Soñar en Roma
Cuando viajo, me gusta soñar. Me emociona meterme, como dice Joaquín Sabina, en el traje y la piel de todos los hombres que nunca seré. Me encanta pensar que sé lo que sentiría Atila al hollar las tierras alrededor de Constantinopla; el peso del sol y el mordisco del frío que el Cid habría sufrido cabalgando por tierras castellanas o la emoción de Julio César al declarar que la suerte estaba echada y convertir en Rubicón en Historia gloriosa cuando sólo era discreta geografía.
Y hablando de romanos y de Roma, no es preciso dormir en la Ciudad Eterna para soñar. Porque es a eso a lo que te invita cada rincón de la capital de Italia. Es difícil visitar el Foro romano y no dejar vagar la imaginación a la vez que lo hace la mirada, pensar cómo se regía un caos como lo era la Urbe, capaz a su vez de ordenar y conducir con mano de hierro a casi todo el mundo conocido.
Hablando de la Roma Antigua, emociona pensar qué sentirían los condenados (cristianos o paganos) que entregaban sus vidas para que los romanos tuvieran su ración de circo. Y sobrecoge reflexionar sobre qué sentiría un espectador del Coliseo o de cualquier otro circo… ¿Sed de sangre? ¿Asco? ¿Miedo?… En este caso, creo que no puedo meterme en la piel del que sale con ella intacta…
Roma: el material del que está hecha el alma
Ciertamente, son cientos las ciudades que tengo en mi lista de espera, y casi todas europeas, dado que lo que desciendo y soy en un porcentaje muy alto lo que su Historia ha hecho que sea. Tal vez por eso, además de tener sangre árabe (siete siglos en la Península hacen que quien se crea “Cristiano viejo” sea más bien un iluso), pero aquella que, como decía Cervantes de Salamanca “Enhechiza la voluntad de volver a ella a todos los que de la apacibilidad de su vivienda han gustado” es Roma.
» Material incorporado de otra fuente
use nalgebra::{Isometry3, Translation3, UnitQuaternion, Vector3};
use vantage_core::synthetic::{
    noise::UniformPixelNoise,
    terrain::{east_facing_rotation, landmark_field, TerrainScene},
};
use vantage_core::{FxFyCxCySkew, Pt3};
use vantage_optim::{refine_pose, SolveOptions};

fn scene() -> TerrainScene {
    let center = Pt3::new(400_000.0, 2_900_000.0, 120.0);
    let k = FxFyCxCySkew::from_physical(150.0, (127.0, 178.0), (1600.0, 2240.0));
    TerrainScene::new(
        center,
        east_facing_rotation(-0.05, 0.04, 0.0),
        k,
        landmark_field(&center, 10, 21),
        UniformPixelNoise::default(),
    )
    .unwrap()
}

#[test]
fn refinement_recovers_perturbed_pose() {
    let s = scene();
    let gt = s.cam_se3_world;

    // Perturb in the camera frame so the centre moves a few meters, not kilometers.
    let init = Isometry3::from_parts(
        Translation3::new(3.0, -2.0, 4.0),
        UnitQuaternion::from_scaled_axis(Vector3::new(0.01, -0.015, 0.005)),
    ) * gt;
    let center = |p: &vantage_core::Iso3| p.inverse().translation.vector;
    let start_offset = (center(&init) - center(&gt)).norm();
    assert!(start_offset > 1.0 && start_offset < 100.0);

    let report =
        refine_pose(&s.world, &s.pixels, &s.camera, &init, &SolveOptions::default()).unwrap();
    assert!(report.converged);
    assert!(report.stats.mean < 1e-3, "mean error {}", report.stats.mean);
    assert_eq!(report.stats.count, 10);

    let dc = (center(&report.pose) - center(&gt)).norm();
    assert!(dc < 0.05, "camera centre off by {dc} m");
}

#[test]
fn too_few_points_is_an_error() {
    let s = scene();
    assert!(refine_pose(
        &s.world[..2],
        &s.pixels[..2],
        &s.camera,
        &s.cam_se3_world,
        &SolveOptions::default()
    )
    .is_err());
}
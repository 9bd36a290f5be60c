use thiserror::Error;

#[derive(Debug, Error)]
pub enum OptimError {
    #[error("invalid bounds for dimension {dim}: [{lo}, {hi}]")]
    InvalidBounds { dim: usize, lo: f64, hi: f64 },
    #[error("objective was never finite over {evaluations} evaluations")]
    NoFiniteEvaluation { evaluations: usize },
    #[error("need at least {required} residuals, got {found}")]
    NotEnoughResiduals { required: usize, found: usize },
    #[error("solver did not converge: {0}")]
    NonConvergence(String),
    #[error("failed to build worker pool: {0}")]
    WorkerPool(String),
}
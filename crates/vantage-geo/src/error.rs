use std::path::PathBuf;
use thiserror::Error;

/// Errors raised by coordinate conversion and elevation lookup.
#[derive(Debug, Error)]
pub enum GeoError {
    /// A projection definition could not be constructed.
    #[error("invalid projection definition `{definition}`: {reason}")]
    ProjectionSetup { definition: String, reason: String },
    /// A transform produced a non-finite result or was rejected by the projection.
    #[error("coordinate transform failed for ({x}, {y}): {reason}")]
    CoordinateTransform { x: f64, y: f64, reason: String },
    /// The raster could not be opened or decoded.
    #[error("failed to load DEM {}: {reason}", path.display())]
    DemLoad { path: PathBuf, reason: String },
    /// Raster dimensions, samples or geotransform are inconsistent.
    #[error("invalid raster: {0}")]
    InvalidRaster(String),
    /// A feature row carries an unusable pixel or scale.
    #[error("feature {id}: {reason}")]
    InvalidFeature { id: i64, reason: String },
    /// Query coordinate lies outside DEM coverage (or on a no-data cell).
    #[error("({lon:.7}, {lat:.7}) is outside DEM coverage")]
    OutOfBounds { lon: f64, lat: f64 },
}
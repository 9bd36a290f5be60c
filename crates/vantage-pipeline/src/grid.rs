//! Discrete search over catalogued camera stations.

use log::{debug, info};
use vantage_core::{Correspondence, Real};
use vantage_geo::CandidateCameraLocation;
use vantage_linear::{fit_bearing_homography, BearingFitOptions, BearingHomography};

use crate::config::GridSearchOptions;
use crate::pose::{CandidateScore, CandidateStatus};
use crate::PoseError;

#[derive(Debug, Clone)]
pub struct GridSearchOutcome {
    /// Catalog index of the chosen candidate.
    pub best_candidate: usize,
    pub fit: BearingHomography,
    /// One row per candidate, in catalog order.
    pub scores: Vec<CandidateScore>,
}

/// Fit every eligible candidate and pick the lowest bearing-space error.
///
/// Ties keep the first candidate. Skipped and failed candidates stay in the
/// score table with the sentinel error.
pub fn grid_search(
    correspondences: &[Correspondence],
    candidates: &[CandidateCameraLocation],
    fit_opts: &BearingFitOptions,
    opts: &GridSearchOptions,
) -> Result<GridSearchOutcome, PoseError> {
    PoseError::require_correspondences(correspondences.len())?;

    let sentinel = |c: &CandidateCameraLocation, status| CandidateScore {
        index: c.index,
        grid_code: c.grid_code,
        position: c.position,
        pixel_error: opts.sentinel_error,
        bearing_error: opts.sentinel_error,
        inliers: 0,
        status,
    };

    let mut scores = Vec::with_capacity(candidates.len());
    let mut best: Option<(usize, Real, BearingHomography)> = None;
    for c in candidates {
        if c.grid_code < opts.min_grid_code {
            scores.push(sentinel(c, CandidateStatus::BelowMinGridCode));
            continue;
        }
        let fit = match fit_bearing_homography(correspondences, &c.position, fit_opts) {
            Ok(fit) => fit,
            Err(e) => {
                debug!("candidate {} skipped: {e}", c.index);
                scores.push(sentinel(c, CandidateStatus::FitFailed));
                continue;
            }
        };
        scores.push(CandidateScore {
            index: c.index,
            grid_code: c.grid_code,
            position: c.position,
            pixel_error: fit.pixel_error,
            bearing_error: fit.bearing_error,
            inliers: fit.inlier_count(),
            status: CandidateStatus::Scored,
        });
        if best.as_ref().map_or(true, |(_, e, _)| fit.bearing_error < *e) {
            best = Some((c.index, fit.bearing_error, fit));
        }
    }

    let (best_candidate, error, fit) = best.ok_or_else(|| {
        PoseError::NoViablePose(format!(
            "none of {} candidates produced a homography",
            candidates.len()
        ))
    })?;
    info!(
        "grid search: candidate {best_candidate} wins with bearing error {error:.6} ({} inliers)",
        fit.inlier_count()
    );
    Ok(GridSearchOutcome {
        best_candidate,
        fit,
        scores,
    })
}
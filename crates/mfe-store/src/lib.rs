//! Client-side state store for micro-frontends.
//!
//! A [`StoreEngine`] keeps a key-value map in an in-memory [`cache`], persists
//! every write through a [`mfe_persist::PersistentBackend`], and keeps other
//! contexts that share its channel name in sync over a
//! [`mfe_channel::BroadcastTransport`]. Consumers that never see the engine
//! can still follow a key through [`subscribe_to_key`].
//!
//! ```no_run
//! # async fn demo() -> mfe_store::StoreResult<()> {
//! use mfe_store::{listener, subscribe_to_key, StoreConfig, StoreEngine};
//! use serde_json::json;
//!
//! let store = StoreEngine::builder(StoreConfig::for_database("shell")).build()?;
//! let _sub = subscribe_to_key("shell", "user", listener(|new, _old| {
//!     println!("user is now {new:?}");
//! }));
//! store.set("user", json!({"name": "Alice"})).await?;
//! # Ok(())
//! # }
//! ```
//!
//! # Consistency
//!
//! A write updates the cache before the backend acknowledges it. If the
//! backend then fails, the error is returned and the cache is not rolled
//! back. Concurrent writers to one key resolve by whichever backend commit
//! lands last; there is no versioning.

pub mod cache;
pub mod config;
pub mod engine;
pub mod error;
pub mod subscriptions;
mod sync;
pub mod validators;

pub use config::{StoreConfig, DEFAULT_DATABASE_NAME, DEFAULT_TABLE_NAME};
pub use engine::{StoreEngine, StoreEngineBuilder};
pub use error::{StoreError, StoreResult};
pub use subscriptions::SubscriptionRegistry;
pub use validators::{Validator, ValidatorRegistry, ValueKind};

pub use mfe_channel::{
    listener, subscribe_to_key, BroadcastMessage, BroadcastTransport, ChannelHandle, EventBus,
    EventName, Listener, LocalBroadcastHub, MessageHandler, TransportError, Unsubscribe,
};
pub use mfe_persist::{JsonFileBackend, MemoryBackend, PersistentBackend};
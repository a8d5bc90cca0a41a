//! Durable keyed storage for the micro-frontend state store.
//!
//! The store engine never talks to a concrete database. It opens a
//! [`TableConnection`] through a [`PersistentBackend`] scoped to a
//! `(database, table)` pair and performs asynchronous get/put/delete/clear
//! and full enumeration against it.
//!
//! # Backends
//!
//! - [`MemoryBackend`] -- shared in-process tables; clones see the same data,
//!   which makes it the natural stand-in for one origin's storage when several
//!   contexts live in one process.
//! - [`JsonFileBackend`] -- one JSON document per table on disk, replaced
//!   atomically on every write.
//!
//! # Design Rules
//!
//! 1. Keys are unique within one `(database, table)` pair.
//! 2. Values are opaque `serde_json::Value`s; backends never interpret them.
//! 3. Concurrent writes to the same key resolve last-write-wins in the order
//!    the backend commits them.
//! 4. All storage failures are propagated as [`PersistError`].

pub mod error;
pub mod file;
pub mod memory;
pub mod traits;

pub use error::{PersistError, PersistResult};
pub use file::JsonFileBackend;
pub use memory::MemoryBackend;
pub use traits::{Connection, PersistentBackend, TableConnection};
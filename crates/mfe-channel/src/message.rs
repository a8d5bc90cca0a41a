use serde::{Deserialize, Deserializer, Serialize};
use serde_json::Value;

use crate::error::TransportResult;

/// A change notice carried between contexts.
///
/// Encoded as internally tagged JSON, for example
/// `{"type":"set","key":"user","value":{...},"oldValue":null}`.
/// An absent old value omits `oldValue`; an explicit `null` is a stored
/// JSON null.
#[derive(Clone, Debug, PartialEq, Serialize, Deserialize)]
#[serde(tag = "type", rename_all = "lowercase")]
pub enum BroadcastMessage {
    /// A key was written.
    Set {
        key: String,
        value: Value,
        #[serde(
            rename = "oldValue",
            default,
            skip_serializing_if = "Option::is_none",
            deserialize_with = "present"
        )]
        old_value: Option<Value>,
    },
    /// A key was removed.
    Delete {
        key: String,
        #[serde(
            rename = "oldValue",
            default,
            skip_serializing_if = "Option::is_none",
            deserialize_with = "present"
        )]
        old_value: Option<Value>,
    },
    /// Every key was removed.
    Clear,
}

/// Any present `oldValue`, including `null`, is `Some`.
fn present<'de, D: Deserializer<'de>>(deserializer: D) -> Result<Option<Value>, D::Error> {
    Value::deserialize(deserializer).map(Some)
}

impl BroadcastMessage {
    /// The key this message concerns, `None` for [`BroadcastMessage::Clear`].
    pub fn key(&self) -> Option<&str> {
        match self {
            Self::Set { key, .. } | Self::Delete { key, .. } => Some(key),
            Self::Clear => None,
        }
    }

    /// Short tag used in log lines.
    pub fn kind(&self) -> &'static str {
        match self {
            Self::Set { .. } => "set",
            Self::Delete { .. } => "delete",
            Self::Clear => "clear",
        }
    }

    /// Encode to the JSON wire form.
    pub fn encode(&self) -> TransportResult<String> {
        Ok(serde_json::to_string(self)?)
    }

    /// Decode from the JSON wire form.
    pub fn decode(data: &str) -> TransportResult<Self> {
        Ok(serde_json::from_str(data)?)
    }
}
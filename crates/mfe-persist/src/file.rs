//! File-backed tables: one JSON document per `(database, table)` pair.
//!
//! Layout on disk:
//! ```text
//! <root>/<database>/<table>.json
//! ```
//!
//! Every mutation rewrites the whole document to a temporary file in the same
//! directory and renames it over the original, so readers never observe a
//! half-written table. Each load-modify-store step holds an advisory lock on
//! `<table>.json.lock`, which serializes writers across backends and
//! processes sharing the root. Within one backend, a per-path async lock
//! keeps waiting operations off the blocking pool.

use std::collections::{BTreeMap, HashMap};
use std::path::{Path, PathBuf};
use std::sync::{Arc, Mutex};

use async_trait::async_trait;
use serde::{Deserialize, Serialize};
use serde_json::Value;
use tracing::{debug, warn};

use crate::error::{PersistError, PersistResult};
use crate::traits::{Connection, PersistentBackend, TableConnection};

/// On-disk document format for a single table.
#[derive(Debug, Default, Serialize, Deserialize)]
struct TableFile {
    entries: BTreeMap<String, Value>,
}

/// Durable implementation of [`PersistentBackend`] rooted at a directory.
#[derive(Clone, Debug)]
pub struct JsonFileBackend {
    root: PathBuf,
    locks: Arc<Mutex<HashMap<PathBuf, Arc<tokio::sync::Mutex<()>>>>>,
}

impl JsonFileBackend {
    /// Create a backend storing its tables under `root`.
    ///
    /// The directory is created lazily on the first `open`.
    pub fn new(root: impl Into<PathBuf>) -> Self {
        Self {
            root: root.into(),
            locks: Arc::new(Mutex::new(HashMap::new())),
        }
    }

    /// Root directory of this backend.
    pub fn root(&self) -> &Path {
        &self.root
    }

    /// Path of the document holding `database`/`table`.
    pub fn table_path(&self, database: &str, table: &str) -> PathBuf {
        self.root.join(database).join(format!("{table}.json"))
    }

    fn lock_for(&self, path: &Path) -> PersistResult<Arc<tokio::sync::Mutex<()>>> {
        let mut locks = self
            .locks
            .lock()
            .map_err(|e| PersistError::Unavailable(format!("lock poisoned: {e}")))?;
        Ok(locks.entry(path.to_path_buf()).or_default().clone())
    }
}

fn check_segment(database: &str, table: &str, segment: &str) -> PersistResult<()> {
    let bad = segment.is_empty()
        || segment == "."
        || segment == ".."
        || segment.contains(&['/', '\\', '\0'][..]);
    if bad {
        return Err(PersistError::Open {
            database: database.to_string(),
            table: table.to_string(),
            reason: format!("{segment:?} is not a valid path segment"),
        });
    }
    Ok(())
}

#[async_trait]
impl PersistentBackend for JsonFileBackend {
    async fn open(&self, database: &str, table: &str) -> PersistResult<Connection> {
        check_segment(database, table, database)?;
        check_segment(database, table, table)?;

        let path = self.table_path(database, table);
        if let Some(dir) = path.parent() {
            tokio::fs::create_dir_all(dir).await?;
        }
        let lock = self.lock_for(&path)?;
        debug!(path = %path.display(), "file table opened");
        Ok(Arc::new(FileTable { path, lock }))
    }

    fn name(&self) -> &str {
        "json-file"
    }
}

/// Connection to one table document.
struct FileTable {
    path: PathBuf,
    lock: Arc<tokio::sync::Mutex<()>>,
}

#[derive(Clone, Copy, Debug, PartialEq, Eq)]
enum Access {
    Read,
    Write,
}

impl FileTable {
    /// Run `op` on the table's entries under the in-process lock and an OS
    /// file lock, writing the result back for [`Access::Write`].
    async fn run<R, F>(&self, access: Access, op: F) -> PersistResult<R>
    where
        F: FnOnce(&mut BTreeMap<String, Value>) -> R + Send + 'static,
        R: Send + 'static,
    {
        let _guard = self.lock.lock().await;
        let path = self.path.clone();
        tokio::task::spawn_blocking(move || with_locked_table(&path, access, op))
            .await
            .map_err(|e| PersistError::Unavailable(format!("table task failed: {e}")))?
    }
}

fn lock_path(path: &Path) -> PathBuf {
    path.with_extension("json.lock")
}

/// Load, apply `op`, and for writes store the table, all while holding an
/// advisory lock on the sibling `.lock` file. The lock is shared with other
/// backends and other processes using the same root.
fn with_locked_table<R>(
    path: &Path,
    access: Access,
    op: impl FnOnce(&mut BTreeMap<String, Value>) -> R,
) -> PersistResult<R> {
    let lock_file = std::fs::OpenOptions::new()
        .create(true)
        .truncate(false)
        .read(true)
        .write(true)
        .open(lock_path(path))?;
    let mut lock = fd_lock::RwLock::new(lock_file);

    match access {
        Access::Read => {
            let _shared = lock.read()?;
            let mut file = load(path)?;
            Ok(op(&mut file.entries))
        }
        Access::Write => {
            let _exclusive = lock.write()?;
            let mut file = load(path)?;
            let out = op(&mut file.entries);
            store(path, &file)?;
            Ok(out)
        }
    }
}

fn load(path: &Path) -> PersistResult<TableFile> {
    let bytes = match std::fs::read(path) {
        Ok(bytes) => bytes,
        Err(e) if e.kind() == std::io::ErrorKind::NotFound => return Ok(TableFile::default()),
        Err(e) => return Err(e.into()),
    };
    serde_json::from_slice(&bytes).map_err(|e| PersistError::CorruptTable {
        path: path.to_path_buf(),
        reason: e.to_string(),
    })
}

/// Write to a uniquely named temp file in the same directory, then rename it
/// over the table.
fn store(path: &Path, file: &TableFile) -> PersistResult<()> {
    let dir = path.parent().unwrap_or_else(|| Path::new("."));
    let mut tmp = tempfile::NamedTempFile::new_in(dir)?;
    serde_json::to_writer_pretty(&mut tmp, file)?;
    tmp.as_file().sync_all()?;
    tmp.persist(path).map_err(|e| {
        warn!(path = %path.display(), error = %e.error, "failed to replace table file");
        PersistError::Io(e.error)
    })?;
    debug!(path = %path.display(), entries = file.entries.len(), "table written");
    Ok(())
}

#[async_trait]
impl TableConnection for FileTable {
    async fn get(&self, key: &str) -> PersistResult<Option<Value>> {
        let key = key.to_string();
        self.run(Access::Read, move |entries| entries.remove(&key))
            .await
    }

    async fn put(&self, key: &str, value: &Value) -> PersistResult<()> {
        let (key, value) = (key.to_string(), value.clone());
        self.run(Access::Write, move |entries| {
            entries.insert(key, value);
        })
        .await
    }

    async fn delete(&self, key: &str) -> PersistResult<()> {
        let key = key.to_string();
        self.run(Access::Write, move |entries| {
            entries.remove(&key);
        })
        .await
    }

    async fn entries(&self) -> PersistResult<BTreeMap<String, Value>> {
        self.run(Access::Read, |entries| std::mem::take(entries)).await
    }

    async fn clear(&self) -> PersistResult<()> {
        self.run(Access::Write, |entries| entries.clear()).await
    }
}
Ocurre que, al igual que en el caso de la ciudad universitaria española, es posible que hace siglos se pudiera hablar de la apacibilidad de su vivienda, pero hoy por hoy, salvo en determinadas zonas, el bullicio es el que se ha hecho dueño de la mayoría de las sensaciones, de modo que es difícil extasiarse ante la fontana de Trevi o visitar la Capilla Sixtina sin oír exclamaciones de admiración en al menos una docena de idiomas a la vez.
Claro que ese es un peaje muy pequeño si pensamos que estamos viendo el arte, reflejo de una Historia que es, a su vez, material de una cultura que refleja nuestra alma.